WORK REQUIRED ->
The answer must be the full listing, reproduced word for word.

DATA FOR THE TASK ->
┄┄┄┄┄┄┄┄┄┄┄┄┄┄┄┄┄┄┄┄

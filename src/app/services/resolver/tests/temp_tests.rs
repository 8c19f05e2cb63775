//! Tests for TEMP part B cloud data

use super::*;
use crate::app::models::temp::TempSection;
use crate::app::services::resolver::{Resolution, TempCloudResolver};

#[test]
fn test_first_level_cloud_group() {
    let mut resolver = TempCloudResolver::new();

    resolver.resolve(&phenomenon(descriptors::CLOUD_AMOUNT, 7));
    resolver.resolve(&phenomenon(descriptors::CLOUD_TYPE, 33));
    resolver.resolve(&phenomenon(descriptors::CLOUD_TYPE, 27));
    resolver.resolve(&measured(descriptors::CLOUD_BASE_HEIGHT, 400.0));

    let (report, stats) = resolver.finish();
    assert_eq!(report.nh.code(), Some("7"));
    assert_eq!(report.cl.code(), Some("3"));
    assert_eq!(report.cm.code(), Some("7"));
    assert!(!report.ch.is_set());
    assert_eq!(report.h.code(), Some("4"));
    assert!(report.contains(TempSection::Clouds));
    assert_eq!(stats.applied, 4);
}

#[test]
fn test_upper_levels_ignored() {
    let mut resolver = TempCloudResolver::new();

    assert_eq!(
        resolver.resolve(&phenomenon(descriptors::CLOUD_AMOUNT, 7).with_layer(2)),
        Resolution::Ignored
    );
    assert!(!resolver.report().nh.is_set());
    assert!(!resolver.report().contains(TempSection::Clouds));
}

#[test]
fn test_sky_not_visible_overrides_amount() {
    let mut resolver = TempCloudResolver::new();

    resolver.resolve(&phenomenon(descriptors::CLOUD_AMOUNT, 2));
    resolver.resolve(&phenomenon(descriptors::CLOUD_TYPE, 59));

    assert!(resolver.report().nh.is_indeterminate());
}

#[test]
fn test_surface_only_descriptors_ignored() {
    let mut resolver = TempCloudResolver::new();

    assert_eq!(
        resolver.resolve(&phenomenon(descriptors::PRESENT_WEATHER, 61)),
        Resolution::Ignored
    );
    assert_eq!(
        resolver.resolve(&precipitation(-3600, 1.0)),
        Resolution::Ignored
    );
    let unknown = ObservationRecord::new(DescriptorCode::element(12, 101), 280.0);
    assert_eq!(resolver.resolve(&unknown), Resolution::UnknownCode);
    assert_eq!(resolver.stats().records, 3);
}

#[test]
fn test_missing_and_conflicting_values() {
    let mut resolver = TempCloudResolver::new();

    assert_eq!(
        resolver.resolve(&missing(descriptors::CLOUD_AMOUNT)),
        Resolution::Missing
    );
    resolver.resolve(&measured(descriptors::CLOUD_BASE_HEIGHT, 120.0));
    assert_eq!(
        resolver.resolve(&measured(descriptors::CLOUD_BASE_HEIGHT, 2200.0)),
        Resolution::SlotConflict
    );
    assert_eq!(resolver.report().h.code(), Some("2"));
}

┄┄┄┄┄┄┄┄┄┄┄┄┄┄┄┄┄┄┄┄

YOUR RESPONSE ->
filename src/app/services/resolver/tests/temp_tests.rs
repository 8c19f05e2cb63775
//! Tests for TEMP part B cloud data

use super::*;
use crate::app::models::temp::TempSection;
use crate::app::services::resolver::{Resolution, TempCloudResolver};

#[test]
fn test_first_level_cloud_group() {
    let mut resolver = TempCloudResolver::new();

    resolver.resolve(&phenomenon(descriptors::CLOUD_AMOUNT, 7));
    resolver.resolve(&phenomenon(descriptors::CLOUD_TYPE, 33));
    resolver.resolve(&phenomenon(descriptors::CLOUD_TYPE, 27));
    resolver.resolve(&measured(descriptors::CLOUD_BASE_HEIGHT, 400.0));

    let (report, stats) = resolver.finish();
    assert_eq!(report.nh.code(), Some("7"));
    assert_eq!(report.cl.code(), Some("3"));
    assert_eq!(report.cm.code(), Some("7"));
    assert!(!report.ch.is_set());
    assert_eq!(report.h.code(), Some("4"));
    assert!(report.contains(TempSection::Clouds));
    assert_eq!(stats.applied, 4);
}

#[test]
fn test_upper_levels_ignored() {
    let mut resolver = TempCloudResolver::new();

    assert_eq!(
        resolver.resolve(&phenomenon(descriptors::CLOUD_AMOUNT, 7).with_layer(2)),
        Resolution::Ignored
    );
    assert!(!resolver.report().nh.is_set());
    assert!(!resolver.report().contains(TempSection::Clouds));
}

#[test]
fn test_sky_not_visible_overrides_amount() {
    let mut resolver = TempCloudResolver::new();

    resolver.resolve(&phenomenon(descriptors::CLOUD_AMOUNT, 2));
    resolver.resolve(&phenomenon(descriptors::CLOUD_TYPE, 59));

    assert!(resolver.report().nh.is_indeterminate());
}

#[test]
fn test_surface_only_descriptors_ignored() {
    let mut resolver = TempCloudResolver::new();

    assert_eq!(
        resolver.resolve(&phenomenon(descriptors::PRESENT_WEATHER, 61)),
        Resolution::Ignored
    );
    assert_eq!(
        resolver.resolve(&precipitation(-3600, 1.0)),
        Resolution::Ignored
    );
    let unknown = ObservationRecord::new(DescriptorCode::element(12, 101), 280.0);
    assert_eq!(resolver.resolve(&unknown), Resolution::UnknownCode);
    assert_eq!(resolver.stats().records, 3);
}

#[test]
fn test_missing_and_conflicting_values() {
    let mut resolver = TempCloudResolver::new();

    assert_eq!(
        resolver.resolve(&missing(descriptors::CLOUD_AMOUNT)),
        Resolution::Missing
    );
    resolver.resolve(&measured(descriptors::CLOUD_BASE_HEIGHT, 120.0));
    assert_eq!(
        resolver.resolve(&measured(descriptors::CLOUD_BASE_HEIGHT, 2200.0)),
        Resolution::SlotConflict
    );
    assert_eq!(resolver.report().h.code(), Some("2"));
}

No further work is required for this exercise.